Este cuento debería ser en otro idioma –uno anglosajón- pero debido a la latitud y longitud de mi nacimiento (y a la aún perteneciente fidelidad) lo narro en este romance.
Encontraba su inspiración en ver a las parejas caminar agarradas de mano. Pensando que esa unión es tan importante como la de un aparato eléctrico y su fuente de poder. Reflexionaba sobre la piel y su capacidad, más fuerte que la del agua, para conducir energía. Ya que si las manos de los amantes se alejan se pierden los ánimos y se apaga el motor para continuar la travesía.
Veía gente entrar a restaurantes con las manos entrelazadas. En otras circunstancias algunos ocupaban ambas extremidades, uno con su amor y la otra paseando al perro. Compartiendo charlas que sólo se tienen con personas cercanas, donde no se habla directo a la cara del oyente como si fuese una entrevista de trabajo, sino que al articular las palabras uno ve los árboles, ve el cielo, como si se leyeran las palabras en el aire, y se estuviese recitando un manifiesto sobre lo que nos dedica el mundo.
Hizo una observación que lo sorprendió. Notó que nunca había nadie comiendo solo en los restaurantes. En el cine jamás había visto una persona sentada con dos asientos vacíos a los lados, tampoco observó a nadie en sus conciertos entonando sus canciones sin algún compañero al lado como una segunda voz fanática.

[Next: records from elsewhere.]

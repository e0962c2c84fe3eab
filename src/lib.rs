pub mod api;
pub mod blockchain;
pub mod config;
pub mod error;
pub mod logging;
pub mod models;
pub mod storage;

pub use blockchain::{BlockObserver, BlockParser, NodeClient, Parser, RpcClient, TickOutcome};
pub use error::{Result, ScannerError};
pub use logging::{ErrorLogger, LogContext, MetricsLogger, PerformanceMonitor};
pub use config::{ApiConfig, AppConfig, LoggingConfig, ObserverConfig, RpcConfig, ScannerConfig};
pub use models::{Address, Block, Direction, Transaction};
pub use storage::{
    InMemorySubscriptions, InMemoryTransactionHistory, SubscriptionStore, TransactionHistoryStore,
};
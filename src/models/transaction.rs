use serde::{Deserialize, Serialize};
use serde_json::{Map, Value};

use super::Address;

/// Ethereum transaction as returned by `eth_getBlockByNumber` with full objects.
///
/// Numeric fields stay in the node's hex string encoding and are written back
/// unchanged. Fields the node sends that are not listed here land in `other`.
#[derive(Debug, Clone, PartialEq, Serialize, Deserialize)]
#[serde(rename_all = "camelCase")]
pub struct Transaction {
    pub hash: String,
    pub from: String,
    /// `None` for contract creation
    pub to: Option<String>,
    #[serde(default, skip_serializing_if = "Option::is_none")]
    pub block_hash: Option<String>,
    #[serde(default, skip_serializing_if = "Option::is_none")]
    pub block_number: Option<String>,
    #[serde(default, skip_serializing_if = "Option::is_none")]
    pub chain_id: Option<String>,
    #[serde(default, skip_serializing_if = "Option::is_none")]
    pub gas: Option<String>,
    #[serde(default, skip_serializing_if = "Option::is_none")]
    pub gas_price: Option<String>,
    #[serde(default, skip_serializing_if = "Option::is_none")]
    pub max_fee_per_gas: Option<String>,
    #[serde(default, skip_serializing_if = "Option::is_none")]
    pub max_priority_fee_per_gas: Option<String>,
    #[serde(default, skip_serializing_if = "Option::is_none")]
    pub input: Option<String>,
    #[serde(default, skip_serializing_if = "Option::is_none")]
    pub nonce: Option<String>,
    #[serde(default, skip_serializing_if = "Option::is_none")]
    pub transaction_index: Option<String>,
    #[serde(default, rename = "type", skip_serializing_if = "Option::is_none")]
    pub tx_type: Option<String>,
    #[serde(default, skip_serializing_if = "Option::is_none")]
    pub value: Option<String>,
    #[serde(default, skip_serializing_if = "Option::is_none")]
    pub access_list: Option<Vec<AccessListItem>>,
    #[serde(default, skip_serializing_if = "Option::is_none")]
    pub v: Option<String>,
    #[serde(default, skip_serializing_if = "Option::is_none")]
    pub r: Option<String>,
    #[serde(default, skip_serializing_if = "Option::is_none")]
    pub s: Option<String>,
    #[serde(flatten)]
    pub other: Map<String, Value>,
}

#[derive(Debug, Clone, PartialEq, Serialize, Deserialize)]
#[serde(rename_all = "camelCase")]
pub struct AccessListItem {
    pub address: String,
    pub storage_keys: Vec<String>,
}

/// Block body. Only the transaction list is interpreted.
#[derive(Debug, Clone, PartialEq, Serialize, Deserialize)]
#[serde(rename_all = "camelCase")]
pub struct Block {
    pub number: String,
    pub hash: String,
    #[serde(default, skip_serializing_if = "Option::is_none")]
    pub parent_hash: Option<String>,
    #[serde(default, skip_serializing_if = "Option::is_none")]
    pub timestamp: Option<String>,
    pub transactions: Vec<Transaction>,
    #[serde(flatten)]
    pub other: Map<String, Value>,
}

/// Side of a transaction an address is on
#[derive(Debug, Clone, Copy, PartialEq, Eq, Serialize, Deserialize)]
pub enum Direction {
    Inbound,
    Outbound,
}

impl Transaction {
    /// Minimal value transfer, mostly useful for tests and fixtures
    pub fn new(hash: &str, from: &str, to: Option<&str>) -> Self {
        Self {
            hash: hash.to_string(),
            from: from.to_string(),
            to: to.map(str::to_string),
            block_hash: None,
            block_number: None,
            chain_id: None,
            gas: None,
            gas_price: None,
            max_fee_per_gas: None,
            max_priority_fee_per_gas: None,
            input: None,
            nonce: None,
            transaction_index: None,
            tx_type: None,
            value: None,
            access_list: None,
            v: None,
            r: None,
            s: None,
            other: Map::new(),
        }
    }

    /// Classify this transaction relative to `address`.
    ///
    /// A match on `to` wins, so a self-transfer counts once, as inbound.
    pub fn direction_for(&self, address: &Address) -> Option<Direction> {
        if address.matches(self.to.as_deref()) {
            Some(Direction::Inbound)
        } else if address.matches(Some(&self.from)) {
            Some(Direction::Outbound)
        } else {
            None
        }
    }

    pub fn involves(&self, address: &Address) -> bool {
        self.direction_for(address).is_some()
    }
}

#[cfg(test)]
mod tests {
    use super::*;
    use serde_json::json;

    fn sample_transaction_json() -> Value {
        json!({
            "accessList": [],
            "blockHash": "0x8e38b4dbf6b11fcc3b9dee84fb7986e29ca0a02cecd8977c161ff7333329681e",
            "blockNumber": "0x10d4f",
            "chainId": "0x1",
            "from": "0xA7D9DDBE1F17865597FBD27EC712455208B6B76D",
            "gas": "0x5208",
            "gasPrice": "0x4a817c800",
            "hash": "0x88df016429689c079f3b2f6ad39fa052532c56795b733da78a91ebe6a713944b",
            "input": "0x",
            "maxFeePerGas": "0x4a817c800",
            "maxPriorityFeePerGas": "0x0",
            "nonce": "0x15",
            "r": "0x1b5e176d927f8e9ab405058b2d2457392da3e20f328b16ddabcebc33eaac5fea",
            "s": "0x4ba69724e8f69de52f0125ad8b3c5c2cef33019bac3249e2c0a2192766d1721c",
            "to": "0xF02C1C8E6114B1DBE8937A39260B5B0A374432BB",
            "transactionIndex": "0x41",
            "type": "0x2",
            "v": "0x0",
            "value": "0xf3dbb76162000",
            "yParity": "0x0"
        })
    }

    #[test]
    fn test_transaction_deserialization() {
        let tx: Transaction = serde_json::from_value(sample_transaction_json()).unwrap();

        assert_eq!(tx.from, "0xA7D9DDBE1F17865597FBD27EC712455208B6B76D");
        assert_eq!(tx.to.as_deref(), Some("0xF02C1C8E6114B1DBE8937A39260B5B0A374432BB"));
        assert_eq!(tx.tx_type.as_deref(), Some("0x2"));
        assert_eq!(tx.access_list, Some(vec![]));
        assert_eq!(tx.other.get("yParity"), Some(&json!("0x0")));
    }

    #[test]
    fn test_hex_fields_pass_through_unchanged() {
        let raw = sample_transaction_json();
        let tx: Transaction = serde_json::from_value(raw.clone()).unwrap();
        let reserialized = serde_json::to_value(&tx).unwrap();

        assert_eq!(reserialized, raw);
    }

    #[test]
    fn test_contract_creation_has_no_recipient() {
        let tx: Transaction = serde_json::from_value(json!({
            "hash": "0x01",
            "from": "0xaa",
            "to": null,
        }))
        .unwrap();

        assert!(tx.to.is_none());
        assert_eq!(serde_json::to_value(&tx).unwrap()["to"], Value::Null);
    }

    #[test]
    fn test_direction_for() {
        let me = Address::new("0xAA");
        let inbound = Transaction::new("0x01", "0xbb", Some("0xaa"));
        let outbound = Transaction::new("0x02", "0xAA", Some("0xbb"));
        let creation = Transaction::new("0x03", "0xaa", None);
        let unrelated = Transaction::new("0x04", "0xbb", Some("0xcc"));
        let to_self = Transaction::new("0x05", "0xaa", Some("0xAA"));

        assert_eq!(inbound.direction_for(&me), Some(Direction::Inbound));
        assert_eq!(outbound.direction_for(&me), Some(Direction::Outbound));
        assert_eq!(creation.direction_for(&me), Some(Direction::Outbound));
        assert_eq!(unrelated.direction_for(&me), None);
        assert_eq!(to_self.direction_for(&me), Some(Direction::Inbound));
        assert!(!unrelated.involves(&me));
    }

    #[test]
    fn test_block_deserialization() {
        let block: Block = serde_json::from_value(json!({
            "number": "0x10d4f",
            "hash": "0xabc",
            "parentHash": "0xdef",
            "timestamp": "0x55ba467c",
            "miner": "0x0000000000000000000000000000000000000000",
            "transactions": [sample_transaction_json()],
            "uncles": []
        }))
        .unwrap();

        assert_eq!(block.number, "0x10d4f");
        assert_eq!(block.transactions.len(), 1);
        assert!(block.other.contains_key("miner"));
    }

    #[test]
    fn test_block_without_transactions_is_rejected() {
        let result: std::result::Result<Block, _> =
            serde_json::from_value(json!({"number": "0x1", "hash": "0xabc"}));
        assert!(result.is_err());
    }
}
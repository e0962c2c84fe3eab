use async_trait::async_trait;
use std::future::Future;
use std::sync::Arc;
use tokio_util::sync::CancellationToken;

use crate::blockchain::rpc_client::{parse_hex_quantity, to_hex_quantity, NodeClient};
use crate::error::{Result, RpcError, ScannerError, ValidationError};
use crate::logging::{LogContext, MetricsLogger, PerformanceMonitor};
use crate::models::{Address, Transaction};
use crate::storage::{SubscriptionStore, TransactionHistoryStore};

/// Operations the HTTP layer and the observer need from the scanner
#[async_trait]
pub trait Parser: Send + Sync {
    /// Latest block number known to the node
    async fn current_block(&self, cancel: &CancellationToken) -> Result<u64>;

    /// Full transaction list of one block
    async fn block_transactions(
        &self,
        cancel: &CancellationToken,
        block_number: u64,
    ) -> Result<Vec<Transaction>>;

    /// Register `address` with the observer. Always `Ok(true)` for a non-blank address.
    fn subscribe(&self, address: &str) -> Result<bool>;

    /// Transactions the observer has recorded for `address`
    fn observed_transactions(&self, address: &str) -> Result<Vec<Transaction>>;

    /// Scan blocks for transactions touching `address` and return its whole ledger
    async fn scan_address(
        &self,
        cancel: &CancellationToken,
        address: &str,
        block_range: i64,
    ) -> Result<Vec<Transaction>>;
}

/// Range scanner backed by a node client and the two in-process stores
pub struct BlockParser {
    client: Arc<dyn NodeClient>,
    history: Arc<dyn TransactionHistoryStore>,
    subscriptions: Arc<dyn SubscriptionStore>,
}

impl BlockParser {
    pub fn new(
        client: Arc<dyn NodeClient>,
        history: Arc<dyn TransactionHistoryStore>,
        subscriptions: Arc<dyn SubscriptionStore>,
    ) -> Self {
        Self {
            client,
            history,
            subscriptions,
        }
    }

    /// First block to scan for `address`.
    ///
    /// The watermark block is already in the ledger, so a resumed scan starts
    /// right after it and never reaches back past it.
    fn scan_floor(&self, address: &Address, latest: u64, block_range: u64) -> u64 {
        match self.history.last_scanned_block(address) {
            Some(watermark) => watermark.saturating_add(1),
            None => latest.saturating_sub(block_range),
        }
    }
}

#[async_trait]
impl Parser for BlockParser {
    async fn current_block(&self, cancel: &CancellationToken) -> Result<u64> {
        let hex = with_cancellation(cancel, self.client.block_number()).await?;
        parse_hex_quantity(&hex)
    }

    async fn block_transactions(
        &self,
        cancel: &CancellationToken,
        block_number: u64,
    ) -> Result<Vec<Transaction>> {
        let block = with_cancellation(
            cancel,
            self.client.block_by_number(&to_hex_quantity(block_number), true),
        )
        .await?;

        block
            .map(|block| block.transactions)
            .ok_or_else(|| RpcError::BlockNotFound { block_number }.into())
    }

    fn subscribe(&self, address: &str) -> Result<bool> {
        let address = Address::parse(address)?;
        self.subscriptions.insert_subscriber(&address);

        LogContext::new("block_parser", "subscribe")
            .with_address(address.as_str())
            .info("Address subscribed");

        Ok(true)
    }

    fn observed_transactions(&self, address: &str) -> Result<Vec<Transaction>> {
        let address = Address::parse(address)?;
        Ok(self.subscriptions.observed_transactions(&address))
    }

    async fn scan_address(
        &self,
        cancel: &CancellationToken,
        address: &str,
        block_range: i64,
    ) -> Result<Vec<Transaction>> {
        let address = Address::parse(address)?;
        let block_range = u64::try_from(block_range)
            .map_err(|_| ValidationError::NegativeBlockRange(block_range))?;

        let monitor = PerformanceMonitor::new("scan_address");
        let latest = self.current_block(cancel).await?;
        let from_block = self.scan_floor(&address, latest, block_range);

        if from_block > latest {
            LogContext::new("block_parser", "scan_address")
                .with_address(address.as_str())
                .with_block_number(latest)
                .debug("Ledger already covers the chain head");
            return Ok(self.history.all_transactions(&address));
        }

        // Blocks are committed one at a time in ascending order, so an interrupted
        // scan keeps its progress and the watermark is the last block fully recorded
        let mut matched = 0;
        for block_number in from_block..=latest {
            let transactions = self.block_transactions(cancel, block_number).await?;

            for tx in transactions {
                if let Some(direction) = tx.direction_for(&address) {
                    self.history.record_transaction(&address, block_number, tx, direction);
                    matched += 1;
                }
            }
            self.history.record_scanned_block(&address, block_number);
        }

        MetricsLogger::log_scan_completed(
            address.as_str(),
            from_block,
            latest,
            matched,
            monitor.elapsed_ms(),
        );

        Ok(self.history.all_transactions(&address))
    }
}

/// Race `operation` against `cancel`, yielding `ScannerError::Cancelled` if the token
/// fires first
pub async fn with_cancellation<T, F>(cancel: &CancellationToken, operation: F) -> Result<T>
where
    F: Future<Output = Result<T>>,
{
    tokio::select! {
        biased;
        _ = cancel.cancelled() => Err(ScannerError::Cancelled),
        result = operation => result,
    }
}
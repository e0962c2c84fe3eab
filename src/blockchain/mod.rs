pub mod rpc_client;
pub mod block_parser;
pub mod block_observer;

pub use rpc_client::{parse_hex_quantity, to_hex_quantity, NodeClient, RpcClient};
pub use block_parser::{with_cancellation, BlockParser, Parser};
pub use block_observer::{BlockObserver, TickOutcome};
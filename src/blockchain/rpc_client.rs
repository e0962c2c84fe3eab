use async_trait::async_trait;
use reqwest::Client;
use serde::de::DeserializeOwned;
use serde::{Deserialize, Serialize};
use serde_json::Value;
use std::sync::atomic::{AtomicU64, Ordering};
use std::sync::Arc;
use std::time::Duration;

use crate::error::{ConfigError, Result, RpcError, ScannerError};
use crate::logging::{LogContext, MetricsLogger, PerformanceMonitor};
use crate::models::Block;

/// The two node calls the scanner depends on
#[async_trait]
pub trait NodeClient: Send + Sync {
    /// `eth_blockNumber`: latest block number as a hex quantity
    async fn block_number(&self) -> Result<String>;

    /// `eth_getBlockByNumber`. `Ok(None)` when the node answers `null`.
    async fn block_by_number(&self, block: &str, full_transactions: bool) -> Result<Option<Block>>;
}

#[derive(Debug, Serialize)]
struct JsonRpcRequest<'a> {
    jsonrpc: &'static str,
    method: &'a str,
    params: Vec<Value>,
    id: u64,
}

#[derive(Debug, Deserialize)]
struct JsonRpcResponse {
    // Missing and `null` results both come out as `Value::Null`
    #[serde(default)]
    result: Value,
    error: Option<JsonRpcError>,
}

#[derive(Debug, Deserialize)]
struct JsonRpcError {
    code: i64,
    message: String,
}

/// JSON-RPC 2.0 client over HTTP
#[derive(Clone)]
pub struct RpcClient {
    client: Client,
    endpoint: String,
    timeout_seconds: u64,
    next_id: Arc<AtomicU64>,
}

impl RpcClient {
    pub fn new(endpoint: &str, timeout_seconds: u64) -> Result<Self> {
        LogContext::new("rpc_client", "initialization")
            .with_metadata("endpoint", serde_json::json!(endpoint))
            .with_metadata("timeout_seconds", serde_json::json!(timeout_seconds))
            .info("Initializing RPC client");

        let client = Client::builder()
            .timeout(Duration::from_secs(timeout_seconds))
            .pool_max_idle_per_host(10)
            .pool_idle_timeout(Duration::from_secs(30))
            .build()
            .map_err(|e| {
                ScannerError::Config(ConfigError::InvalidValue {
                    key: "rpc.endpoint".to_string(),
                    value: format!("{} ({})", endpoint, e),
                })
            })?;

        Ok(Self {
            client,
            endpoint: endpoint.to_string(),
            timeout_seconds,
            next_id: Arc::new(AtomicU64::new(1)),
        })
    }

    pub fn endpoint(&self) -> &str {
        &self.endpoint
    }

    /// Call `method` and return its raw `result`
    pub async fn call(&self, method: &str, params: Vec<Value>) -> Result<Value> {
        let monitor = PerformanceMonitor::new(&format!("rpc_{}", method));
        let result = self.send(method, params).await;
        let duration = monitor.finish_with_result(&result);
        MetricsLogger::log_rpc_call(method, duration, result.is_ok());
        result
    }

    /// Call `method` and deserialize its `result` into `T`
    pub async fn call_for<T: DeserializeOwned>(
        &self,
        method: &str,
        params: Vec<Value>,
    ) -> Result<T> {
        let value = self.call(method, params).await?;
        serde_json::from_value(value)
            .map_err(|e| ScannerError::MalformedResponse(format!("{} result: {}", method, e)))
    }

    async fn send(&self, method: &str, params: Vec<Value>) -> Result<Value> {
        let request = JsonRpcRequest {
            jsonrpc: "2.0",
            method,
            params,
            id: self.next_id.fetch_add(1, Ordering::Relaxed),
        };

        LogContext::new("rpc_client", "send")
            .with_metadata("method", serde_json::json!(method))
            .with_metadata("id", serde_json::json!(request.id))
            .trace(&format!("Sending RPC request: {}", method));

        let response = self
            .client
            .post(&self.endpoint)
            .json(&request)
            .send()
            .await
            .map_err(|e| self.classify_transport_error(e))?;

        let status = response.status();
        if !status.is_success() {
            return Err(RpcError::Status { status: status.as_u16() }.into());
        }

        let body = response
            .bytes()
            .await
            .map_err(|e| self.classify_transport_error(e))?;

        let rpc_response: JsonRpcResponse = serde_json::from_slice(&body)
            .map_err(|e| ScannerError::MalformedResponse(format!("{} response: {}", method, e)))?;

        if let Some(error) = rpc_response.error {
            return Err(RpcError::Method {
                code: error.code,
                message: error.message,
            }
            .into());
        }

        Ok(rpc_response.result)
    }

    fn classify_transport_error(&self, e: reqwest::Error) -> ScannerError {
        let error = if e.is_timeout() {
            RpcError::Timeout {
                seconds: self.timeout_seconds,
            }
        } else if e.is_connect() {
            RpcError::Connection(e.to_string())
        } else {
            RpcError::Http(e)
        };
        ScannerError::Upstream(error)
    }
}

#[async_trait]
impl NodeClient for RpcClient {
    async fn block_number(&self) -> Result<String> {
        match self.call("eth_blockNumber", vec![]).await? {
            Value::String(hex) => Ok(hex),
            Value::Null => Err(RpcError::MissingResult {
                method: "eth_blockNumber".to_string(),
            }
            .into()),
            other => Err(ScannerError::MalformedResponse(format!(
                "eth_blockNumber result is not a string: {}",
                other
            ))),
        }
    }

    async fn block_by_number(&self, block: &str, full_transactions: bool) -> Result<Option<Block>> {
        let params = vec![Value::String(block.to_string()), Value::Bool(full_transactions)];
        self.call_for("eth_getBlockByNumber", params).await
    }
}

/// Parse a JSON-RPC hex quantity such as `0x1b4`. The prefix is optional.
pub fn parse_hex_quantity(hex: &str) -> Result<u64> {
    let digits = hex
        .strip_prefix("0x")
        .or_else(|| hex.strip_prefix("0X"))
        .unwrap_or(hex);

    if digits.is_empty() || !digits.chars().all(|c| c.is_ascii_hexdigit()) {
        return Err(ScannerError::MalformedResponse(format!("invalid hex quantity '{}'", hex)));
    }

    u64::from_str_radix(digits, 16).map_err(|e| {
        ScannerError::MalformedResponse(format!("invalid hex quantity '{}': {}", hex, e))
    })
}

/// Encode a block number as a JSON-RPC hex quantity
pub fn to_hex_quantity(value: u64) -> String {
    format!("0x{:x}", value)
}

#[cfg(test)]
mod tests {
    use super::*;
    use serde_json::json;

    #[test]
    fn test_rpc_client_creation() {
        let client = RpcClient::new("http://localhost:8545", 30).unwrap();
        assert_eq!(client.endpoint(), "http://localhost:8545");
    }

    #[test]
    fn test_json_rpc_request_serialization() {
        let request = JsonRpcRequest {
            jsonrpc: "2.0",
            method: "eth_getBlockByNumber",
            params: vec![json!("0x3e8"), json!(true)],
            id: 1,
        };

        let serialized = serde_json::to_string(&request).unwrap();
        let expected =
            r#"{"jsonrpc":"2.0","method":"eth_getBlockByNumber","params":["0x3e8",true],"id":1}"#;
        assert_eq!(serialized, expected);
    }

    #[test]
    fn test_json_rpc_response_deserialization() {
        let response: JsonRpcResponse =
            serde_json::from_str(r#"{"jsonrpc":"2.0","result":"0x1234","id":1}"#).unwrap();
        assert_eq!(response.result, json!("0x1234"));
        assert!(response.error.is_none());

        let response: JsonRpcResponse = serde_json::from_str(
            r#"{"jsonrpc":"2.0","error":{"code":-32601,"message":"Method not found"},"id":1}"#,
        )
        .unwrap();
        let error = response.error.unwrap();
        assert_eq!(error.code, -32601);
        assert_eq!(error.message, "Method not found");
        assert_eq!(response.result, Value::Null);
    }

    #[test]
    fn test_null_result_is_preserved_as_null() {
        let response: JsonRpcResponse =
            serde_json::from_str(r#"{"jsonrpc":"2.0","result":null,"id":1}"#).unwrap();
        assert_eq!(response.result, Value::Null);

        let block: Option<Block> = serde_json::from_value(response.result).unwrap();
        assert!(block.is_none());
    }

    #[test]
    fn test_parse_hex_quantity() {
        assert_eq!(parse_hex_quantity("0x3e8").unwrap(), 1000);
        assert_eq!(parse_hex_quantity("0X3E8").unwrap(), 1000);
        assert_eq!(parse_hex_quantity("3e8").unwrap(), 1000);
        assert_eq!(parse_hex_quantity("0x0").unwrap(), 0);
    }

    #[test]
    fn test_parse_hex_quantity_rejects_garbage() {
        for input in ["", "0x", "0xzz", "+1", "0x-1", "0x10000000000000000"] {
            assert!(
                matches!(parse_hex_quantity(input), Err(ScannerError::MalformedResponse(_))),
                "{} should be rejected",
                input
            );
        }
    }

    #[test]
    fn test_to_hex_quantity() {
        assert_eq!(to_hex_quantity(0), "0x0");
        assert_eq!(to_hex_quantity(1000), "0x3e8");
        assert_eq!(parse_hex_quantity(&to_hex_quantity(u64::MAX)).unwrap(), u64::MAX);
    }
}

Los flashes de las cámaras, la apretada agenda y los gritos de las personas al verlo, no dejaban completar sus pensamientos. Ni en sus sesiones de estudios lograba una idea concisa de donde están los que se encuentran solos. Los que no se ven en los restaurantes ni en los conciertos.
En una de sus giras encontró ese espacio personal donde por minutos se encontraba herméticamente aislado del acoso del mundo: los ascensores, de los hoteles, se convirtieron en su terapia de relajación donde podía enfocar mejor sus pensamientos.
En uno de sus tours se encontraba en un hotel lujoso, la habitación estaba en el tope del edificio y el ascensor le daba unos dos minutos de relajación. Lo único que lo interrumpía era la presencia de una ascensorista. Los pocos ascensoristas que había visto eran hombres y no intervenían con su terapia, pero por alguna razón su atención se fijaba en ella y no en sus dilemas mentales.
En los días que estuvo en aquel hotel veía a la misma ascensorista. Ella nunca pronunciaba una palabra, esperaba a que dijeran el piso y presionaba el botón. Nada la caracterizaba, sólo la pequeña placa amarilla sobre su uniforme azul en la que llevaba su nombre, imposible leer por lo pequeño de la letra.
Después de su última presentación en esa ciudad, no había logrado concluir su pensamiento sobre las personas solitarias, y se dio cuenta en camino al hotel que no hay trabajo más solitario que él de esa chica. Aislada en un ascensor donde todo el mundo que entra tiene un lugar a donde ir mientras ella se mantiene inmóvil, sin saber como es el clima afuera en la calle y recibiendo ordenes como un chofer que no tiene por donde mirar el paisaje.
Ese mismo día, él y su banda tenían que tomar un vuelo. Subieron juntos en el ascensor para arreglar el equipaje. El salió de ultimo de la habitación y sus amigos habían bajado, esperándolo en el Lobby del hotel.
Sabiendo que ese sería su último viaje en el ascensor decidió hablarle a la ascensorista, pero no hizo falta. La chica intuyó que ese sería la última vez que lo vería y le dijo: “Me llamo Eleanor” “Bonito nombre” respondió él.
Ya en el Lobby, él salió del ascensor y se estaba despidiendo con un movimiento de su mano cuando fue jalado por la espalda por su amigo John, y éste le preguntó con su acento británico: “¿Qué haces? Nos tenemos que ir” “Despidiéndome de Eleanor, la ascensorista” respondió Paul. “Allí no hay nadie, loco” respondió John suspirando. Paul volteó y se sorprendió al ver que Eleanor ya no estaba, no encontró más que un universo de soledad contenido en ese pequeño espacio. En la esquina del panel de botones, reposando en el piso consiguió la plaquita amarilla, al acercar la mirada Paul pudo leer: Eleanor R.
Paul no volvió a ese hotel, con su bajo y su banda pasó toda la vida preguntando a donde pertenecen las personas solitarias.
arrechísimo.
Lo que más me gusta del primer concurso colectivo es que llenó a éste panfleto de amor.
Hey, ese final betleliano no me lo esperé nunca. Muy bueno.
Me encanto, lo devore, lo volvere a leer y dire lo mismo: Sera un loop escrito. Salu2.